R. - Temos de estar atentos. Creio na tolerância. Mas não podemos permitir a ameaça de uma contra-revolução que venha fazer do País um novo Chile. Penso que devemos depurar todos os responsáveis pelo assassínio de tantos dos nossos dirigentes políticos durante a ditadura. Se nada fizermos, eles podem subir, tomar o poder e executar-me, como aconteceu no Chile...
(...) Situação catastrófica da economia - Maio/1974...
Entretanto, na rádio belga, no mesmo dia, declarou o líder do PS viajar por algumas capitais europeias com o objectivo de «informar o mundo da situação do seu País» e mais: «Há que agir agora em duas direcções: salvar a catastrófica situação financeira de Portugal (6), recebendo por isso auxílio dos países aliados e amigos, e encetar o processo de descolonização, acabando com a guerra nos territórios portugueses de África». O dr. Soares pronunciou-se no sentido da independência dos territórios ultramarinos e de negociações imediatas com os movimentos africanos de libertação. Um dos pontos salientes do comunicado final das suas conversações com os dirigentes socialistas belgas aponta justamente para a esperança de que Portugal democrático ocupe o seu lugar dentro das organizações europeias...
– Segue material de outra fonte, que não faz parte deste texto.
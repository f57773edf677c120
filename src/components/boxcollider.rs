//! Axis-aligned box used for lemon hit tests and spawn spacing.
//!
//! Boxes are centred on the owner's position: a lemon at `(x, y)` with a
//! `30x15` collider covers `x - 15 .. x + 15` horizontally and
//! `y - 7.5 .. y + 7.5` vertically.

use raylib::prelude::Vector2;

#[derive(Debug, Clone, Copy, PartialEq)]
pub struct BoxCollider {
    pub size: Vector2,
}

impl BoxCollider {
    /// Create a BoxCollider with given size
    pub fn new(width: f32, height: f32) -> Self {
        Self {
            size: Vector2::new(width, height),
        }
    }

    pub fn half_extents(&self) -> Vector2 {
        Vector2::new(self.size.x * 0.5, self.size.y * 0.5)
    }

    /// Returns (min, max) of the box for a given centre.
    pub fn aabb(&self, center: Vector2) -> (Vector2, Vector2) {
        let half = self.half_extents();
        let min = Vector2::new(center.x - half.x, center.y - half.y);
        let max = Vector2::new(center.x + half.x, center.y + half.y);
        (min, max)
    }

    /// Top-left corner of the box, where sprites are drawn from.
    pub fn top_left(&self, center: Vector2) -> Vector2 {
        self.aabb(center).0
    }

    /// Strict point containment: a point exactly on the edge is outside.
    pub fn contains_point(&self, center: Vector2, point: Vector2) -> bool {
        let half = self.half_extents();
        (point.x - center.x).abs() < half.x && (point.y - center.y).abs() < half.y
    }

    /// Spawn spacing test.
    ///
    /// Two boxes of this size are spaced when their centres differ by at
    /// least `width + margin` horizontally *and* `height + margin`
    /// vertically.
    pub fn spaced_from(&self, center: Vector2, other_center: Vector2, margin: f32) -> bool {
        (center.x - other_center.x).abs() >= self.size.x + margin
            && (center.y - other_center.y).abs() >= self.size.y + margin
    }
}
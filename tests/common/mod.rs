//! Recording fakes shared by the integration tests.

#![allow(dead_code)]

use std::collections::VecDeque;

use raylib::prelude::{Color, Vector2};

use lemontree::components::boxcollider::BoxCollider;
use lemontree::components::lemon::Lemon;
use lemontree::events::input::InputEvent;
use lemontree::platform::{AudioPlayer, Clock, Cue, InputSource, Renderer, TextSize, Track, Visual};
use lemontree::resources::gameconfig::GameConfig;

/// Everything drawn during one presented frame.
#[derive(Debug, Clone, Default)]
pub struct Frame {
    pub clears: usize,
    pub sprites: Vec<(Visual, Vector2)>,
    pub texts: Vec<(String, Vector2, Color, TextSize)>,
}

impl Frame {
    pub fn lemons(&self) -> Vec<Vector2> {
        self.sprites
            .iter()
            .filter(|(visual, _)| *visual == Visual::Lemon)
            .map(|(_, pos)| *pos)
            .collect()
    }

    pub fn has_text(&self, content: &str) -> bool {
        self.texts.iter().any(|(text, ..)| text == content)
    }

    pub fn text(&self, content: &str) -> Option<&(String, Vector2, Color, TextSize)> {
        self.texts.iter().find(|(text, ..)| text == content)
    }
}

/// Renderer, input source and clock in one. Input is scripted per frame;
/// once the script runs out every poll returns nothing.
#[derive(Debug, Default)]
pub struct RecordingPlatform {
    script: VecDeque<Vec<InputEvent>>,
    current: Frame,
    pub frames: Vec<Frame>,
    pub waits: Vec<u32>,
}

impl RecordingPlatform {
    pub fn new() -> Self {
        Self::default()
    }

    pub fn scripted(script: impl IntoIterator<Item = Vec<InputEvent>>) -> Self {
        Self {
            script: script.into_iter().collect(),
            ..Self::default()
        }
    }

    /// Queue input for a future frame.
    pub fn then(&mut self, events: Vec<InputEvent>) {
        self.script.push_back(events);
    }

    pub fn last_frame(&self) -> &Frame {
        self.frames.last().expect("no frame presented yet")
    }
}

impl Renderer for RecordingPlatform {
    fn clear(&mut self, _color: Color) {
        self.current.clears += 1;
    }

    fn draw(&mut self, visual: Visual, position: Vector2) {
        self.current.sprites.push((visual, position));
    }

    fn draw_text(&mut self, content: &str, position: Vector2, color: Color, size: TextSize) {
        self.current
            .texts
            .push((content.to_string(), position, color, size));
    }

    /// 10px per character.
    fn text_width(&self, content: &str, _size: TextSize) -> f32 {
        content.chars().count() as f32 * 10.0
    }

    fn present(&mut self) {
        self.frames.push(std::mem::take(&mut self.current));
    }
}

impl InputSource for RecordingPlatform {
    fn poll(&mut self) -> Vec<InputEvent> {
        self.script.pop_front().unwrap_or_default()
    }
}

impl Clock for RecordingPlatform {
    fn wait_for_next_tick(&mut self, target_fps: u32) {
        self.waits.push(target_fps);
    }
}

#[derive(Debug, Clone, Copy, PartialEq, Eq)]
pub enum AudioCall {
    Loop(Track),
    Pause,
    Once(Cue),
}

#[derive(Debug, Default)]
pub struct RecordingAudio {
    pub calls: Vec<AudioCall>,
}

impl AudioPlayer for RecordingAudio {
    fn play_loop(&mut self, track: Track) {
        self.calls.push(AudioCall::Loop(track));
    }

    fn pause(&mut self) {
        self.calls.push(AudioCall::Pause);
    }

    fn play_once(&mut self, cue: Cue) {
        self.calls.push(AudioCall::Once(cue));
    }
}

pub fn lemon_at(x: f32, y: f32) -> Lemon {
    Lemon::new(Vector2::new(x, y), BoxCollider::new(30.0, 15.0))
}

pub fn press(x: f32, y: f32) -> InputEvent {
    InputEvent::PointerDown { x, y }
}

/// Ten well separated lemons in one row starting at `y`.
pub fn row_of_ten(y: f32) -> Vec<Lemon> {
    (0..10).map(|i| lemon_at(170.0 + 45.0 * i as f32, y)).collect()
}

pub fn config_with(lemons: usize, goal: u32) -> GameConfig {
    let mut config = GameConfig::new();
    config.lemon_count = lemons;
    config.goal = goal;
    config
}
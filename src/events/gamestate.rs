//! Goal reached event and its observer.
//!
//! [`win_condition_system`](crate::systems::gamestate::win_condition_system)
//! triggers [`GoalReachedEvent`] on the frame the session pauses. The
//! observer here queues the one-shot audio: the ambient track stops and the
//! completion cue plays.
use bevy_ecs::observer::On;
use bevy_ecs::prelude::*;
use log::info;

use crate::events::audio::AudioRequest;
use crate::platform::Cue;
use crate::resources::audio::AudioQueue;

/// Fired once per session, when the collected counter first meets the goal.
#[derive(Event, Debug, Clone, Copy, PartialEq, Eq)]
pub struct GoalReachedEvent {
    pub collected: u32,
    pub goal: u32,
    /// Frame number the pause took effect on.
    pub frame: u64,
}

pub fn goal_reached_observer(trigger: On<GoalReachedEvent>, mut audio: ResMut<AudioQueue>) {
    let event = trigger.event();
    info!(
        "Goal reached on frame {}: {}/{} lemons collected",
        event.frame, event.collected, event.goal
    );
    audio.push(AudioRequest::Pause);
    audio.push(AudioRequest::PlayOnce(Cue::GoalReached));
}
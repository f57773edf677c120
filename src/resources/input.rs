//! Per-frame input queue resource.
//!
//! The frame loop polls the [`InputSource`](crate::platform::InputSource)
//! and pushes everything it got into [`InputQueue`]. The input dispatch
//! system drains it once per frame, so events never leak into the next one.
use bevy_ecs::prelude::*;
use smallvec::SmallVec;

use crate::events::input::InputEvent;

#[derive(Resource, Debug, Clone, Default)]
pub struct InputQueue {
    pending: SmallVec<[InputEvent; 8]>,
    quit_requested: bool,
}

impl InputQueue {
    pub fn push(&mut self, event: InputEvent) {
        self.pending.push(event);
    }

    pub fn extend(&mut self, events: impl IntoIterator<Item = InputEvent>) {
        self.pending.extend(events);
    }

    pub fn len(&self) -> usize {
        self.pending.len()
    }

    pub fn is_empty(&self) -> bool {
        self.pending.is_empty()
    }

    /// Take every pending event, oldest first.
    pub fn take_pending(&mut self) -> SmallVec<[InputEvent; 8]> {
        std::mem::take(&mut self.pending)
    }

    /// Sticky: once set it stays set for the session.
    pub fn request_quit(&mut self) {
        self.quit_requested = true;
    }

    pub fn quit_requested(&self) -> bool {
        self.quit_requested
    }
}
//! Per-frame draw command list.
//!
//! Render systems never touch the renderer. They append [`DrawCmd`]s to the
//! [`DrawList`] resource, in painter's order, and the frame loop replays them
//! on the [`Renderer`] when it presents the frame. Text anchoring is resolved
//! at replay time because only the renderer knows how wide a string is.

use bevy_ecs::prelude::Resource;
use raylib::prelude::{Color, Vector2};

use crate::platform::{Renderer, TextSize, Visual};

/// How a text command's `pos` is interpreted.
#[derive(Debug, Clone, Copy, PartialEq, Eq, Default)]
pub enum TextAnchor {
    /// `pos` is the top-left corner.
    #[default]
    TopLeft,
    /// `pos` is the centre of the text box.
    Center,
    /// Continue on the same line right after the previous text; `pos` is
    /// added as an offset.
    AfterPrevious,
}

#[derive(Debug, Clone)]
pub enum DrawCmd {
    Clear(Color),
    Sprite {
        visual: Visual,
        /// Top-left corner.
        pos: Vector2,
    },
    Text {
        content: String,
        pos: Vector2,
        color: Color,
        size: TextSize,
        anchor: TextAnchor,
    },
}

#[derive(Resource, Debug, Clone, Default)]
pub struct DrawList {
    cmds: Vec<DrawCmd>,
}

impl DrawList {
    pub fn push(&mut self, cmd: DrawCmd) {
        self.cmds.push(cmd);
    }

    pub fn clear(&mut self, color: Color) {
        self.push(DrawCmd::Clear(color));
    }

    pub fn sprite(&mut self, visual: Visual, pos: Vector2) {
        self.push(DrawCmd::Sprite { visual, pos });
    }

    pub fn text(
        &mut self,
        content: impl Into<String>,
        pos: Vector2,
        color: Color,
        size: TextSize,
        anchor: TextAnchor,
    ) {
        self.push(DrawCmd::Text {
            content: content.into(),
            pos,
            color,
            size,
            anchor,
        });
    }

    pub fn cmds(&self) -> &[DrawCmd] {
        &self.cmds
    }

    pub fn len(&self) -> usize {
        self.cmds.len()
    }

    pub fn is_empty(&self) -> bool {
        self.cmds.is_empty()
    }

    /// Replay every command on `renderer` and empty the list.
    ///
    /// Does not call [`Renderer::present`].
    pub fn flush<R: Renderer + ?Sized>(&mut self, renderer: &mut R) {
        // end of the last text drawn, for AfterPrevious
        let mut cursor = Vector2::zero();

        for cmd in self.cmds.drain(..) {
            match cmd {
                DrawCmd::Clear(color) => renderer.clear(color),
                DrawCmd::Sprite { visual, pos } => renderer.draw(visual, pos),
                DrawCmd::Text {
                    content,
                    pos,
                    color,
                    size,
                    anchor,
                } => {
                    let width = renderer.text_width(&content, size);
                    let top_left = match anchor {
                        TextAnchor::TopLeft => pos,
                        TextAnchor::Center => {
                            Vector2::new(pos.x - width / 2.0, pos.y - size.px() as f32 / 2.0)
                        }
                        TextAnchor::AfterPrevious => {
                            Vector2::new(cursor.x + pos.x, cursor.y + pos.y)
                        }
                    };
                    renderer.draw_text(&content, top_left, color, size);
                    cursor = Vector2::new(top_left.x + width, top_left.y);
                }
            }
        }
    }
}
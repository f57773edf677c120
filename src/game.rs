//! Session setup and the frame loop.
//!
//! [`FrameLoop`] owns the ECS [`World`] and the [`Schedule`] that advances it.
//! One call to [`FrameLoop::step`] is one frame:
//!
//! 1. advance [`WorldTime`] and move the input source's events into the
//!    [`InputQueue`]
//! 2. run the schedule: background, win condition, input dispatch, lemon
//!    tick, lemon drawing, HUD
//! 3. hand queued audio requests to the [`AudioPlayer`]
//! 4. replay the [`DrawList`] on the [`Renderer`] and present
//!
//! [`FrameLoop::run`] repeats that until a quit event shows up, letting the
//! [`Clock`] cap the frame rate between frames.

use std::time::Instant;

use bevy_ecs::prelude::*;
use bevy_ecs::schedule::ExecutorKind;
use log::info;

use crate::events::audio::AudioRequest;
use crate::events::gamestate::goal_reached_observer;
use crate::platform::{AudioPlayer, Clock, InputSource, Renderer, Track};
use crate::resources::audio::AudioQueue;
use crate::resources::drawlist::DrawList;
use crate::resources::gameconfig::GameConfig;
use crate::resources::gamestate::GameState;
use crate::resources::input::InputQueue;
use crate::resources::lemons::{LemonManager, LemonSettings};
use crate::resources::worldtime::WorldTime;
use crate::systems::gamestate::win_condition_system;
use crate::systems::input::input_dispatch_system;
use crate::systems::lemons::lemon_tick_system;
use crate::systems::render::{background_system, hud_system, lemon_render_system};
use crate::systems::time::update_world_time;

/// Whether the loop should keep going after a frame.
#[derive(Debug, Clone, Copy, PartialEq, Eq)]
pub enum FrameOutcome {
    Continue,
    Quit,
}

/// How a session went.
#[derive(Debug, Clone, Copy, PartialEq, Eq)]
pub struct SessionSummary {
    pub frames: u64,
    pub collected: u32,
    pub goal: u32,
    /// The goal was met and the session paused.
    pub completed: bool,
}

/// The per-frame systems, in order. Chained so each one sees the previous
/// one's writes, including observers fired through commands.
pub fn build_schedule() -> Schedule {
    let mut schedule = Schedule::default();
    schedule.set_executor_kind(ExecutorKind::SingleThreaded);
    schedule.add_systems(
        (
            background_system,
            win_condition_system,
            input_dispatch_system,
            lemon_tick_system,
            lemon_render_system,
            hud_system,
        )
            .chain(),
    );
    schedule
}

pub struct FrameLoop {
    world: World,
    schedule: Schedule,
    target_fps: u32,
    last_frame: Option<Instant>,
}

impl FrameLoop {
    /// New session with `config.lemon_count` lemons placed from `seed`.
    pub fn new(config: GameConfig, seed: u64) -> Self {
        let mut lemons = LemonManager::with_seed(LemonSettings::from_config(&config), seed);
        let degraded = lemons.populate(config.lemon_count);
        info!(
            "New session: seed={}, lemons={} ({} degraded), goal={}",
            seed, config.lemon_count, degraded, config.goal
        );
        Self::with_lemons(config, lemons)
    }

    /// New session around an already populated [`LemonManager`].
    pub fn with_lemons(config: GameConfig, lemons: LemonManager) -> Self {
        let target_fps = config.target_fps;

        let mut world = World::new();
        world.insert_resource(GameState::new(config.goal));
        world.insert_resource(lemons);
        world.insert_resource(WorldTime::default());
        world.insert_resource(InputQueue::default());
        world.insert_resource(DrawList::default());
        world.insert_resource(config);

        let mut audio = AudioQueue::default();
        audio.push(AudioRequest::PlayLoop(Track::Ambient));
        world.insert_resource(audio);

        world.add_observer(goal_reached_observer);
        // Ensure the observer is registered before any system can trigger it.
        world.flush();

        Self {
            world,
            schedule: build_schedule(),
            target_fps,
            last_frame: None,
        }
    }

    pub fn world(&self) -> &World {
        &self.world
    }

    pub fn world_mut(&mut self) -> &mut World {
        &mut self.world
    }

    pub fn target_fps(&self) -> u32 {
        self.target_fps
    }

    pub fn game_state(&self) -> &GameState {
        self.world.resource::<GameState>()
    }

    pub fn lemons(&self) -> &LemonManager {
        self.world.resource::<LemonManager>()
    }

    /// Run one frame.
    pub fn step<P>(&mut self, platform: &mut P, audio: &mut dyn AudioPlayer) -> FrameOutcome
    where
        P: Renderer + InputSource + ?Sized,
    {
        let now = Instant::now();
        let dt = self
            .last_frame
            .map(|last| now.duration_since(last).as_secs_f32())
            .unwrap_or(0.0);
        self.last_frame = Some(now);
        update_world_time(&mut self.world, dt);

        let events = platform.poll();
        self.world.resource_mut::<InputQueue>().extend(events);

        self.schedule.run(&mut self.world);

        for request in self.world.resource_mut::<AudioQueue>().take() {
            match request {
                AudioRequest::PlayLoop(track) => audio.play_loop(track),
                AudioRequest::Pause => audio.pause(),
                AudioRequest::PlayOnce(cue) => audio.play_once(cue),
            }
        }

        self.world.resource_mut::<DrawList>().flush(&mut *platform);
        platform.present();

        if self.world.resource::<InputQueue>().quit_requested() {
            FrameOutcome::Quit
        } else {
            FrameOutcome::Continue
        }
    }

    /// Run frames until the player quits.
    pub fn run<P>(&mut self, platform: &mut P, audio: &mut dyn AudioPlayer) -> SessionSummary
    where
        P: Renderer + InputSource + Clock + ?Sized,
    {
        while self.step(&mut *platform, &mut *audio) == FrameOutcome::Continue {
            platform.wait_for_next_tick(self.target_fps);
        }
        self.summary()
    }

    pub fn summary(&self) -> SessionSummary {
        let state = self.game_state();
        SessionSummary {
            frames: self.world.resource::<WorldTime>().frame_count,
            collected: state.collected(),
            goal: state.goal(),
            completed: state.is_paused(),
        }
    }
}
//! Game object data.
//!
//! Submodules overview:
//! - [`boxcollider`] – axis-aligned box for hit tests and spawn spacing
//! - [`lemon`] – a lemon and its lifecycle state machine

pub mod boxcollider;
pub mod lemon;
//! Input events handed over by an [`InputSource`](crate::platform::InputSource).

use raylib::prelude::Vector2;

#[derive(Debug, Clone, Copy, PartialEq)]
pub enum InputEvent {
    /// The player asked to close the game.
    Quit,
    /// A mouse button went down at window coordinates `(x, y)`.
    PointerDown { x: f32, y: f32 },
}

impl InputEvent {
    pub fn pointer_down(point: Vector2) -> Self {
        InputEvent::PointerDown {
            x: point.x,
            y: point.y,
        }
    }
}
O chefe do PS, por sua vez, pediu, também, o reconhecimento rápido, por parte de todos os países, do novo Governo militar de Portugal e mais auxílio financeiro e técnico para a sua Pátria (7). O jornalista que o entrevistou na rádio belga ter-lhe-ia perguntado se era a favor de uma Federação ou da Independência, ao que aquele respondera prontamente: «Sou abertamente pela independência e na minha opinião e na do meu partido é necessário negociar urgentemente com os Movimentos africanos de Libertação»...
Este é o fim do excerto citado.